WHAT THE EXERCISE ASKS: Take the records below from their first line to the line with "use crate::model::value::Indirect;", and restate those lines word for word.

"""

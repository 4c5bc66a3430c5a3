use serde::{Deserialize, Serialize};

use crate::model::effect::Effect;
use crate::model::layout::{BooleanOperationKind, CornerRadii, EdgeWeights, Layout};
use crate::model::paint::Paint;
use crate::model::reaction::Reaction;
use crate::model::text::{
    FontName, LetterSpacing, LineHeight, TextAlignHorizontal, TextAlignVertical, TextCase,
    Truncation,
};
use crate::model::value::Indirect;
use crate::model::vector::{VectorNetwork, VectorPath};

/// Portable document node.
///
/// Serialized internally tagged on `type`. Container-like variants always serialize `children`,
/// writing `null` when there are none.
#[derive(Clone, Debug, PartialEq, Serialize, Deserialize)]
#[serde(tag = "type", rename_all = "SCREAMING_SNAKE_CASE")]
pub enum WorldviewNode {
    Container(ContainerNode),
    Instance(ContainerNode),
    Group(GroupNode),
    VoidContainer(VoidContainerNode),
    IconContainer(IconContainerNode),
    Text(TextNode),
    Vector(VectorNode),
    Ellipse(EllipseNode),
    BooleanOperation(BooleanOperationNode),
    Line(LineNode),
    Star(StarNode),
    Polygon(PolygonNode),
}

/// Fields every variant carries.
#[derive(Clone, Debug, Default, PartialEq, Serialize, Deserialize)]
#[serde(rename_all = "camelCase")]
pub struct NodeBase {
    pub id: String,
    pub name: String,
    pub x: f64,
    pub y: f64,
    pub width: f64,
    pub height: f64,
    #[serde(default, skip_serializing_if = "Option::is_none")]
    pub effects: Option<Vec<Effect>>,
    #[serde(default, skip_serializing_if = "Option::is_none")]
    pub reaction: Option<Vec<Reaction>>,
}

impl NodeBase {
    pub fn new(id: impl Into<String>, name: impl Into<String>) -> Self {
        Self {
            id: id.into(),
            name: name.into(),
            ..Self::default()
        }
    }

    pub fn at(mut self, x: f64, y: f64) -> Self {
        self.x = x;
        self.y = y;
        self
    }

    pub fn sized(mut self, width: f64, height: f64) -> Self {
        self.width = width;
        self.height = height;
        self
    }
}

#[derive(Clone, Debug, Default, PartialEq, Serialize, Deserialize)]
#[serde(rename_all = "camelCase")]
pub struct ContainerNode {
    #[serde(flatten)]
    pub base: NodeBase,
    #[serde(flatten)]
    pub layout: Layout,
    #[serde(default, skip_serializing_if = "Option::is_none")]
    pub fill: Option<Indirect<Paint>>,
    #[serde(default, skip_serializing_if = "Option::is_none")]
    pub stroke: Option<Indirect<Paint>>,
    #[serde(flatten)]
    pub edges: EdgeWeights,
    #[serde(flatten)]
    pub radii: CornerRadii,
    #[serde(default)]
    pub children: Option<Vec<WorldviewNode>>,
}

#[derive(Clone, Debug, Default, PartialEq, Serialize, Deserialize)]
pub struct GroupNode {
    #[serde(flatten)]
    pub base: NodeBase,
    #[serde(default)]
    pub children: Option<Vec<WorldviewNode>>,
}

/// Leaf rectangle-like shape.
#[derive(Clone, Debug, Default, PartialEq, Serialize, Deserialize)]
pub struct VoidContainerNode {
    #[serde(flatten)]
    pub base: NodeBase,
    #[serde(default, skip_serializing_if = "Option::is_none")]
    pub fill: Option<Indirect<Paint>>,
    #[serde(default, skip_serializing_if = "Option::is_none")]
    pub stroke: Option<Indirect<Paint>>,
    #[serde(flatten)]
    pub edges: EdgeWeights,
    #[serde(flatten)]
    pub radii: CornerRadii,
}

/// A small composition flattened to SVG markup; `fill` and `stroke` apply to every descendant.
#[derive(Clone, Debug, PartialEq, Serialize, Deserialize)]
#[serde(rename_all = "camelCase")]
pub struct IconContainerNode {
    #[serde(flatten)]
    pub base: NodeBase,
    #[serde(default, skip_serializing_if = "Option::is_none")]
    pub fill: Option<Indirect<Paint>>,
    #[serde(default, skip_serializing_if = "Option::is_none")]
    pub stroke: Option<Indirect<Paint>>,
    #[serde(default, skip_serializing_if = "Option::is_none")]
    pub stroke_weight: Option<f64>,
    pub data: Indirect<String>,
}

#[derive(Clone, Debug, PartialEq, Serialize, Deserialize)]
#[serde(rename_all = "camelCase")]
pub struct TextNode {
    #[serde(flatten)]
    pub base: NodeBase,
    #[serde(default, skip_serializing_if = "Option::is_none")]
    pub fill: Option<Indirect<Paint>>,
    pub font_name: FontName,
    pub font_size: f64,
    pub font_weight: u32,
    pub letter_spacing: LetterSpacing,
    pub line_height: LineHeight,
    pub text_align_horizontal: TextAlignHorizontal,
    pub text_align_vertical: TextAlignVertical,
    pub text_case: TextCase,
    pub characters: Indirect<String>,
    pub truncation: Truncation,
}

#[derive(Clone, Debug, Default, PartialEq, Serialize, Deserialize)]
#[serde(rename_all = "camelCase")]
pub struct VectorNode {
    #[serde(flatten)]
    pub base: NodeBase,
    #[serde(default, skip_serializing_if = "Option::is_none")]
    pub fill: Option<Indirect<Paint>>,
    #[serde(default, skip_serializing_if = "Option::is_none")]
    pub stroke: Option<Indirect<Paint>>,
    #[serde(default, skip_serializing_if = "Option::is_none")]
    pub stroke_weight: Option<f64>,
    pub vector_network: VectorNetwork,
    pub vector_paths: Vec<VectorPath>,
}

#[derive(Clone, Debug, Default, PartialEq, Serialize, Deserialize)]
#[serde(rename_all = "camelCase")]
pub struct EllipseNode {
    #[serde(flatten)]
    pub base: NodeBase,
    #[serde(default, skip_serializing_if = "Option::is_none")]
    pub fill: Option<Indirect<Paint>>,
    #[serde(default, skip_serializing_if = "Option::is_none")]
    pub stroke: Option<Indirect<Paint>>,
    #[serde(default, skip_serializing_if = "Option::is_none")]
    pub stroke_weight: Option<f64>,
}

#[derive(Clone, Debug, Default, PartialEq, Serialize, Deserialize)]
#[serde(rename_all = "camelCase")]
pub struct BooleanOperationNode {
    #[serde(flatten)]
    pub base: NodeBase,
    #[serde(default, skip_serializing_if = "Option::is_none")]
    pub fill: Option<Indirect<Paint>>,
    pub boolean_operation: BooleanOperationKind,
    #[serde(default)]
    pub children: Option<Vec<WorldviewNode>>,
}

#[derive(Clone, Debug, Default, PartialEq, Serialize, Deserialize)]
#[serde(rename_all = "camelCase")]
pub struct LineNode {
    #[serde(flatten)]
    pub base: NodeBase,
    pub rotation: f64,
    #[serde(default, skip_serializing_if = "Option::is_none")]
    pub fill: Option<Indirect<Paint>>,
    #[serde(default, skip_serializing_if = "Option::is_none")]
    pub stroke: Option<Indirect<Paint>>,
    #[serde(default, skip_serializing_if = "Option::is_none")]
    pub stroke_weight: Option<f64>,
}

#[derive(Clone, Debug, Default, PartialEq, Serialize, Deserialize)]
#[serde(rename_all = "camelCase")]
pub struct StarNode {
    #[serde(flatten)]
    pub base: NodeBase,
    pub rotation: f64,
    pub corner_radius: f64,
    /// Number of points.
    pub count: u32,
    /// Inner radius as a fraction of the outer radius.
    pub ratio: f64,
    pub corner_smoothing: f64,
    pub constrain_proportions: bool,
    #[serde(default, skip_serializing_if = "Option::is_none")]
    pub fill: Option<Indirect<Paint>>,
    #[serde(default, skip_serializing_if = "Option::is_none")]
    pub stroke: Option<Indirect<Paint>>,
    #[serde(default, skip_serializing_if = "Option::is_none")]
    pub stroke_weight: Option<f64>,
}

#[derive(Clone, Debug, Default, PartialEq, Serialize, Deserialize)]
#[serde(rename_all = "camelCase")]
pub struct PolygonNode {
    #[serde(flatten)]
    pub base: NodeBase,
    pub rotation: f64,
    pub corner_radius: f64,
    /// Number of sides.
    pub count: u32,
    pub corner_smoothing: f64,
    pub constrain_proportions: bool,
    #[serde(default, skip_serializing_if = "Option::is_none")]
    pub fill: Option<Indirect<Paint>>,
    #[serde(default, skip_serializing_if = "Option::is_none")]
    pub stroke: Option<Indirect<Paint>>,
    #[serde(default, skip_serializing_if = "Option::is_none")]
    pub stroke_weight: Option<f64>,
}

/// Variant tag of a [`WorldviewNode`], displayed with its wire name.
#[derive(Clone, Copy, Debug, PartialEq, Eq, Hash)]
pub enum WorldviewKind {
    Container,
    Instance,
    Group,
    VoidContainer,
    IconContainer,
    Text,
    Vector,
    Ellipse,
    BooleanOperation,
    Line,
    Star,
    Polygon,
}

impl WorldviewKind {
    pub fn as_str(self) -> &'static str {
        match self {
            Self::Container => "CONTAINER",
            Self::Instance => "INSTANCE",
            Self::Group => "GROUP",
            Self::VoidContainer => "VOID_CONTAINER",
            Self::IconContainer => "ICON_CONTAINER",
            Self::Text => "TEXT",
            Self::Vector => "VECTOR",
            Self::Ellipse => "ELLIPSE",
            Self::BooleanOperation => "BOOLEAN_OPERATION",
            Self::Line => "LINE",
            Self::Star => "STAR",
            Self::Polygon => "POLYGON",
        }
    }
}

impl std::fmt::Display for WorldviewKind {
    fn fmt(&self, f: &mut std::fmt::Formatter<'_>) -> std::fmt::Result {
        f.write_str(self.as_str())
    }
}

impl WorldviewNode {
    pub fn kind(&self) -> WorldviewKind {
        match self {
            Self::Container(_) => WorldviewKind::Container,
            Self::Instance(_) => WorldviewKind::Instance,
            Self::Group(_) => WorldviewKind::Group,
            Self::VoidContainer(_) => WorldviewKind::VoidContainer,
            Self::IconContainer(_) => WorldviewKind::IconContainer,
            Self::Text(_) => WorldviewKind::Text,
            Self::Vector(_) => WorldviewKind::Vector,
            Self::Ellipse(_) => WorldviewKind::Ellipse,
            Self::BooleanOperation(_) => WorldviewKind::BooleanOperation,
            Self::Line(_) => WorldviewKind::Line,
            Self::Star(_) => WorldviewKind::Star,
            Self::Polygon(_) => WorldviewKind::Polygon,
        }
    }

    pub fn base(&self) -> &NodeBase {
        match self {
            Self::Container(n) | Self::Instance(n) => &n.base,
            Self::Group(n) => &n.base,
            Self::VoidContainer(n) => &n.base,
            Self::IconContainer(n) => &n.base,
            Self::Text(n) => &n.base,
            Self::Vector(n) => &n.base,
            Self::Ellipse(n) => &n.base,
            Self::BooleanOperation(n) => &n.base,
            Self::Line(n) => &n.base,
            Self::Star(n) => &n.base,
            Self::Polygon(n) => &n.base,
        }
    }

    pub fn base_mut(&mut self) -> &mut NodeBase {
        match self {
            Self::Container(n) | Self::Instance(n) => &mut n.base,
            Self::Group(n) => &mut n.base,
            Self::VoidContainer(n) => &mut n.base,
            Self::IconContainer(n) => &mut n.base,
            Self::Text(n) => &mut n.base,
            Self::Vector(n) => &mut n.base,
            Self::Ellipse(n) => &mut n.base,
            Self::BooleanOperation(n) => &mut n.base,
            Self::Line(n) => &mut n.base,
            Self::Star(n) => &mut n.base,
            Self::Polygon(n) => &mut n.base,
        }
    }

    pub fn id(&self) -> &str {
        &self.base().id
    }

    pub fn children(&self) -> &[WorldviewNode] {
        let children = match self {
            Self::Container(n) | Self::Instance(n) => &n.children,
            Self::Group(n) => &n.children,
            Self::BooleanOperation(n) => &n.children,
            Self::VoidContainer(_)
            | Self::IconContainer(_)
            | Self::Text(_)
            | Self::Vector(_)
            | Self::Ellipse(_)
            | Self::Line(_)
            | Self::Star(_)
            | Self::Polygon(_) => return &[],
        };
        children.as_deref().unwrap_or(&[])
    }

    pub fn reactions(&self) -> &[Reaction] {
        self.base().reaction.as_deref().unwrap_or(&[])
    }

    pub fn fill(&self) -> Option<&Indirect<Paint>> {
        match self {
            Self::Container(n) | Self::Instance(n) => n.fill.as_ref(),
            Self::VoidContainer(n) => n.fill.as_ref(),
            Self::IconContainer(n) => n.fill.as_ref(),
            Self::Text(n) => n.fill.as_ref(),
            Self::Vector(n) => n.fill.as_ref(),
            Self::Ellipse(n) => n.fill.as_ref(),
            Self::BooleanOperation(n) => n.fill.as_ref(),
            Self::Line(n) => n.fill.as_ref(),
            Self::Star(n) => n.fill.as_ref(),
            Self::Polygon(n) => n.fill.as_ref(),
            Self::Group(_) => None,
        }
    }

    /// The `fill` slot of variants that carry one.
    pub fn fill_mut(&mut self) -> Option<&mut Option<Indirect<Paint>>> {
        match self {
            Self::Container(n) | Self::Instance(n) => Some(&mut n.fill),
            Self::VoidContainer(n) => Some(&mut n.fill),
            Self::IconContainer(n) => Some(&mut n.fill),
            Self::Text(n) => Some(&mut n.fill),
            Self::Vector(n) => Some(&mut n.fill),
            Self::Ellipse(n) => Some(&mut n.fill),
            Self::BooleanOperation(n) => Some(&mut n.fill),
            Self::Line(n) => Some(&mut n.fill),
            Self::Star(n) => Some(&mut n.fill),
            Self::Polygon(n) => Some(&mut n.fill),
            Self::Group(_) => None,
        }
    }

    /// The `stroke` slot of variants that carry one.
    pub fn stroke_mut(&mut self) -> Option<&mut Option<Indirect<Paint>>> {
        match self {
            Self::Container(n) | Self::Instance(n) => Some(&mut n.stroke),
            Self::VoidContainer(n) => Some(&mut n.stroke),
            Self::IconContainer(n) => Some(&mut n.stroke),
            Self::Vector(n) => Some(&mut n.stroke),
            Self::Ellipse(n) => Some(&mut n.stroke),
            Self::Line(n) => Some(&mut n.stroke),
            Self::Star(n) => Some(&mut n.stroke),
            Self::Polygon(n) => Some(&mut n.stroke),
            Self::Group(_) | Self::Text(_) | Self::BooleanOperation(_) => None,
        }
    }

    pub fn characters_mut(&mut self) -> Option<&mut Indirect<String>> {
        match self {
            Self::Text(n) => Some(&mut n.characters),
            _ => None,
        }
    }

    pub fn children_mut(&mut self) -> &mut [WorldviewNode] {
        let children = match self {
            Self::Container(n) | Self::Instance(n) => &mut n.children,
            Self::Group(n) => &mut n.children,
            Self::BooleanOperation(n) => &mut n.children,
            _ => return &mut [],
        };
        children.as_deref_mut().unwrap_or(&mut [])
    }

    /// Pre-order walk over this node and every descendant.
    pub fn walk<'a>(&'a self, visit: &mut impl FnMut(&'a WorldviewNode)) {
        visit(self);
        for child in self.children() {
            child.walk(visit);
        }
    }

    pub fn walk_mut(&mut self, visit: &mut impl FnMut(&mut WorldviewNode)) {
        visit(self);
        for child in self.children_mut() {
            child.walk_mut(visit);
        }
    }
}

#[cfg(test)]
#[path = "../../tests/unit/model/node.rs"]
mod tests;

"""

ANSWER BELOW:
repository 4c5bc66a3430c5a3
use serde::{Deserialize, Serialize};

use crate::model::effect::Effect;
use crate::model::layout::{BooleanOperationKind, CornerRadii, EdgeWeights, Layout};
use crate::model::paint::Paint;
use crate::model::reaction::Reaction;
use crate::model::text::{
    FontName, LetterSpacing, LineHeight, TextAlignHorizontal, TextAlignVertical, TextCase,
    Truncation,
};
use crate::model::value::Indirect;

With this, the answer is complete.